Sunday, October 27, 2013

The Postman Always Rings Twice (1946) **


When drifter Frank Chambers (John Garfield) takes a job at a diner, the job comes with benefits in the person of the boss’s wife, Cora (Lana Turner).  Tired of her marriage to the older, boring Nick(Cecil Kellaway), Cora longs to be with Frank and have the diner to run herself, so the two of them hatch a murder plot.
With this classic noir setup, “The Postman Always Rings Twice” explores the difficulties of carrying off a perfect murder as well as the aftermath, including the question of whether love can survive such stresses.  Unfortunately, it doesn’t explore these themes nearly as well as the superior film “Double Indemnity” did two years earlier in 1944.  The film does have some bright spots.  Cecil Kellaway is excellent as the penny-pinching, clueless Nick, and Hume Cronyn steals every scene as a sleazy defense attorney.  I also like that the film doesn’t make the murderers completely despicable.  They do truly fall in love, and Cora winds up having more than the usual financial motive to want Nick dead.

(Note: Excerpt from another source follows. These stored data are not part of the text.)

impl GameState {
    /// Seats `members` in order; the first seat becomes the starter
    pub fn new(room: RoomId, members: &[SessionId], shuffle: bool) -> Self {
        let players = members
            .iter()
            .enumerate()
            .map(|(seat, session)| PlayerGameState::new(*session, seat == 0))
            .collect();

        Self {
            room,
            status: GameStatus::Lobby,
            players,
            current: 0,
            draw_pile: Vec::new(),
            discard_pile: Vec::new(),
            combinations: Vec::new(),
            turn_started: Instant::now(),
            pause_reason: None,
            shuffle,
        }
    }

    /// Deals the hands, seeds the discard pile and hands the turn to the starter
    pub fn start(&mut self) {
        self.status = GameStatus::Starting;
        self.draw_pile = build_deck();
        if self.shuffle {
            self.draw_pile.shuffle(&mut rand::thread_rng());
        }
        self.discard_pile.clear();
        self.combinations.clear();

        for player in &mut self.players {
            let count = if player.takes_fifteen {
                STARTER_HAND
            } else {
                REGULAR_HAND
            };
            let split = self.draw_pile.len().saturating_sub(count);
            let mut dealt = self.draw_pile.split_off(split);
            dealt.reverse();
            player.hand = dealt;
            player.phase = TurnPhase::AwaitingDraw;
            player.turns_played = 0;
            player.cards_played = 0;
            player.score = 0;
        }

        if let Some(seed) = self.draw_pile.pop() {
            self.discard_pile.push(seed);
        }

        self.current = self
            .players
            .iter()
            .position(|p| p.takes_fifteen)
            .unwrap_or(0);
        self.status = GameStatus::Playing;
        self.turn_started = Instant::now();
        info!(
            "Game in room {} started, {} cards left to draw",
            self.room,
            self.draw_pile.len()
        );
    }

    pub fn seat_of(&self, session: SessionId) -> Option<usize> {
        self.players.iter().position(|p| p.session == session)
    }

    pub fn player(&self, session: SessionId) -> Option<&PlayerGameState> {
        self.players.iter().find(|p| p.session == session)
    }

    /// Session whose turn it is
    pub fn current_session(&self) -> Option<SessionId> {
        self.players.get(self.current).map(|p| p.session)
    }

    pub fn is_turn_of(&self, session: SessionId) -> bool {
        self.current_session() == Some(session)
    }

    pub fn turn_elapsed(&self) -> Duration {
        self.turn_started.elapsed()
    }

    /// Cards in every pile, hand and combination; always [`DECK_SIZE`]
    pub fn total_cards(&self) -> usize {
        self.draw_pile.len()
            + self.discard_pile.len()
            + self.players.iter().map(|p| p.hand.len()).sum::<usize>()
            + self.combinations.iter().map(|c| c.cards.len()).sum::<usize>()
    }

    /// Applies one action for `session`
    pub fn process_move(
        &mut self,
        session: SessionId,
        action: MessageType,
        payload: &str,
    ) -> Result<(), MoveError> {
        if self.status != GameStatus::Playing {
            return Err(MoveError::NotPlaying);
        }
        let seat = self.seat_of(session).ok_or(MoveError::UnknownPlayer)?;
        if seat != self.current {
            return Err(MoveError::NotYourTurn);
        }

        let result = match action {
            MessageType::TakeFromDeck => self.draw_from_deck(seat),
            MessageType::TakeFromDiscard => self.draw_from_discard(seat),
            MessageType::LayDown => self.lay_down(seat, payload),
            MessageType::AddCard => self.attach(seat, payload),
            MessageType::Discard => self.discard(seat, payload),
            MessageType::Close => self.close(seat, payload),
            _ => Err(MoveError::UnknownAction),
        };

        match &result {
            Ok(()) => debug!("Room {}: seat {} played {}", self.room, seat, action),
            Err(e) => debug!("Room {}: seat {} {} refused: {}", self.room, seat, action, e),
        }
        result
    }

    fn draw_from_deck(&mut self, seat: usize) -> Result<(), MoveError> {
        let player = &self.players[seat];
        match player.phase {
            TurnPhase::AwaitingDiscard => return Err(MoveError::AlreadyDrew),
            TurnPhase::TurnComplete => return Err(MoveError::AlreadyDiscarded),
            TurnPhase::AwaitingDraw => {}
        }
        if player.is_opening_turn() {
            return Err(MoveError::StarterCannotDraw);
        }

        let Some(card) = self.draw_pile.pop() else {
            self.rebuild_draw_pile();
            if self.draw_pile.is_empty() {
                return Err(MoveError::NothingToDraw);
            }
            return Err(MoveError::DeckRebuilt);
        };

        let player = &mut self.players[seat];
        player.hand.push(card);
        player.phase = TurnPhase::AwaitingDiscard;
        Ok(())
    }

    /// Turns the discard pile, minus its top card, into a fresh draw pile
    fn rebuild_draw_pile(&mut self) {
        let Some(top) = self.discard_pile.pop() else {
            return;
        };
        let mut pile: Vec<Card> = self.discard_pile.drain(..).rev().collect();
        if self.shuffle {
            pile.shuffle(&mut rand::thread_rng());
        }
        self.draw_pile = pile;
        self.discard_pile.push(top);
        info!(
            "Room {}: draw pile rebuilt with {} cards",
            self.room,
            self.draw_pile.len()
        );
    }

    fn draw_from_discard(&mut self, seat: usize) -> Result<(), MoveError> {
        let player = &self.players[seat];
        if player.phase == TurnPhase::AwaitingDiscard {
            return Err(MoveError::AlreadyDrew);
        }
        if self.discard_pile.is_empty() {
            return Err(MoveError::DiscardPileEmpty);
        }
        if player.is_opening_turn() {
            return Err(MoveError::StarterCannotTakeDiscard);
        }

        if let Some(card) = self.discard_pile.pop() {
            let player = &mut self.players[seat];
            player.hand.push(card);
            player.phase = TurnPhase::AwaitingDiscard;
        }
        Ok(())
    }

    fn lay_down(&mut self, seat: usize, payload: &str) -> Result<(), MoveError> {
        if payload.len() < MIN_COMBINATION_CARDS * 2 {
            return Err(MoveError::TooFewCards);
        }
        let cards = Card::parse_list(payload)?;

        let player = &self.players[seat];
        if cards.len() >= player.hand.len() {
            return Err(MoveError::WouldEmptyHand);
        }

        let mut used: Vec<usize> = Vec::with_capacity(cards.len());
        for card in &cards {
            let index = player
                .hand
                .iter()
                .enumerate()
                .position(|(i, c)| c == card && !used.contains(&i))
                .ok_or_else(|| MoveError::CardNotInHand(card.code()))?;
            used.push(index);
        }

        let combination =
            Combination::new(player.session, &cards).ok_or(MoveError::InvalidCombination)?;

        let player = &mut self.players[seat];
        used.sort_unstable_by(|a, b| b.cmp(a));
        for index in used {
            player.hand.remove(index);
        }
        player.cards_played += cards.len() as u32;
        self.combinations.push(combination);
        Ok(())
    }

    fn attach(&mut self, seat: usize, payload: &str) -> Result<(), MoveError> {
        let (target, code) = payload.split_once('|').ok_or(MoveError::MalformedPayload)?;
        let card = Card::from_code(code)?;

        let player = &self.players[seat];
        let index = player
            .hand_index(card)
            .ok_or_else(|| MoveError::CardNotInHand(card.code()))?;
        if player.hand.len() <= 1 {
            return Err(MoveError::WouldEmptyHand);
        }

        let combination = self
            .combinations
            .iter_mut()
            .find(|c| c.codes() == target)
            .ok_or(MoveError::CombinationNotFound)?;
        if !combination.try_attach(card) {
            return Err(MoveError::CannotAttach);
        }

        let player = &mut self.players[seat];
        player.hand.remove(index);
        player.cards_played += 1;
        Ok(())
    }

    fn discard(&mut self, seat: usize, payload: &str) -> Result<(), MoveError> {
        let player = &self.players[seat];
        match player.phase {
            TurnPhase::TurnComplete => return Err(MoveError::DuplicateDiscard),
            TurnPhase::AwaitingDraw if !player.is_opening_turn() => {
                return Err(MoveError::MustDrawFirst)
            }
            _ => {}
        }
        if player.hand.len() == 1 {
            return Err(MoveError::MustClose);
        }

        let card = Card::from_code(payload)?;
        let index = player
            .hand_index(card)
            .ok_or_else(|| MoveError::CardNotInHand(card.code()))?;

        let player = &mut self.players[seat];
        let card = player.hand.remove(index);
        player.phase = TurnPhase::TurnComplete;
        player.turns_played += 1;
        let emptied = player.hand.is_empty();
        self.discard_pile.push(card);

        if emptied {
            self.status = GameStatus::Finished;
            info!("Room {}: seat {} emptied their hand", self.room, seat);
        } else {
            self.next_player();
        }
        Ok(())
    }

    fn close(&mut self, seat: usize, payload: &str) -> Result<(), MoveError> {
        let player = &mut self.players[seat];
        if player.hand.len() != 1 || player.hand[0].code() != payload {
            return Err(MoveError::CannotClose);
        }

        let card = player.hand.remove(0);
        player.phase = TurnPhase::TurnComplete;
        self.discard_pile.push(card);
        self.status = GameStatus::Finished;
        info!("Room {}: seat {} closed the game", self.room, seat);
        Ok(())
    }

    /// Hands the turn to the next active seat, or finishes the game when
    /// nobody is left to play
    pub fn next_player(&mut self) {
        let seats = self.players.len();
        let next = (1..=seats)
            .map(|step| (self.current + step) % seats.max(1))
            .find(|&seat| self.players.get(seat).is_some_and(|p| p.active));

        match next {
            Some(seat) => {
                self.current = seat;
                self.players[seat].phase = TurnPhase::AwaitingDraw;
                self.turn_started = Instant::now();
            }
            None => {
                self.current = 0;
                self.status = GameStatus::Finished;
                info!("Room {}: no active seats left, game finished", self.room);
            }
        }
    }

    /// Marks a seat as present or absent
    pub fn set_active(&mut self, session: SessionId, active: bool) {
        if let Some(seat) = self.seat_of(session) {
            self.players[seat].active = active;
        }
    }

    pub fn all_active(&self) -> bool {
        self.players.iter().all(|p| p.active)
    }

    /// Suspends play; returns false unless the game was running
    pub fn pause(&mut self, reason: &str) -> bool {
        if self.status != GameStatus::Playing {
            return false;
        }
        self.status = GameStatus::Paused;
        self.pause_reason = Some(reason.to_string());
        info!("Room {}: game paused ({})", self.room, reason);
        true
    }

    /// Continues a paused game and restarts the turn clock
    pub fn resume(&mut self) -> bool {
        if self.status != GameStatus::Paused {
            return false;
        }
        self.status = GameStatus::Playing;
        self.pause_reason = None;
        self.turn_started = Instant::now();
        info!("Room {}: game resumed", self.room);
        true
    }

    /// Scores each seat by the value of the cards left in its hand
    pub fn calculate_scores(&mut self) {
        for player in &mut self.players {
            player.score = player.hand.iter().map(Card::value).sum();
        }
    }

    /// Codes of a seat's hand separated by `|`
    pub fn hand_codes(&self, session: SessionId) -> Option<String> {
        self.player(session).map(|p| {
            p.hand
                .iter()
                .map(Card::code)
                .collect::<Vec<_>>()
                .join("|")
        })
    }

    /// Snapshot of the table as seen by `session`
    ///
    /// `hand|top-discard|combo,combo,...|TURN-or-WAIT|opponent-card-count`
    pub fn full_state(&self, session: SessionId) -> Option<String> {
        let seat = self.seat_of(session)?;
        let player = &self.players[seat];

        let top = self
            .discard_pile
            .last()
            .map(Card::code)
            .unwrap_or_default();
        let combinations = self
            .combinations
            .iter()
            .map(Combination::codes)
            .collect::<Vec<_>>()
            .join(",");
        let marker = if seat == self.current && self.status == GameStatus::Playing {
            "TURN"
        } else {
            "WAIT"
        };
        let opponent_cards: usize = self
            .players
            .iter()
            .enumerate()
            .filter(|(i, _)| *i != seat)
            .map(|(_, p)| p.hand.len())
            .sum();

        Some(format!(
            "{}|{}|{}|{}|{}",
            join_codes(&player.hand),
            top,
            combinations,
            marker,
            opponent_cards
        ))
    }
}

The lead actors, unfortunately, are too weak to carry the story off.  Lana Turner is just serviceable, John Garfield is completely unconvincing, and the pair lack chemistry.  Aspects of the plot are poorly developed as well.  The District Attorney is onto Cora and Frank from the beginning, but the film never explains how he comes to suspect them.
“Postman” was successful and apparently well-regarded by critics, and it was a turning point in Turner’s career, offering her a meatier role than her previous “scream-queen” and “sweater girl” work.  In the context of great noir films, however, it is a couple of tiers below movies like “Double Indemnity.”  “The Postman Always Rings Twice”?  He can just leave this one on the front porch.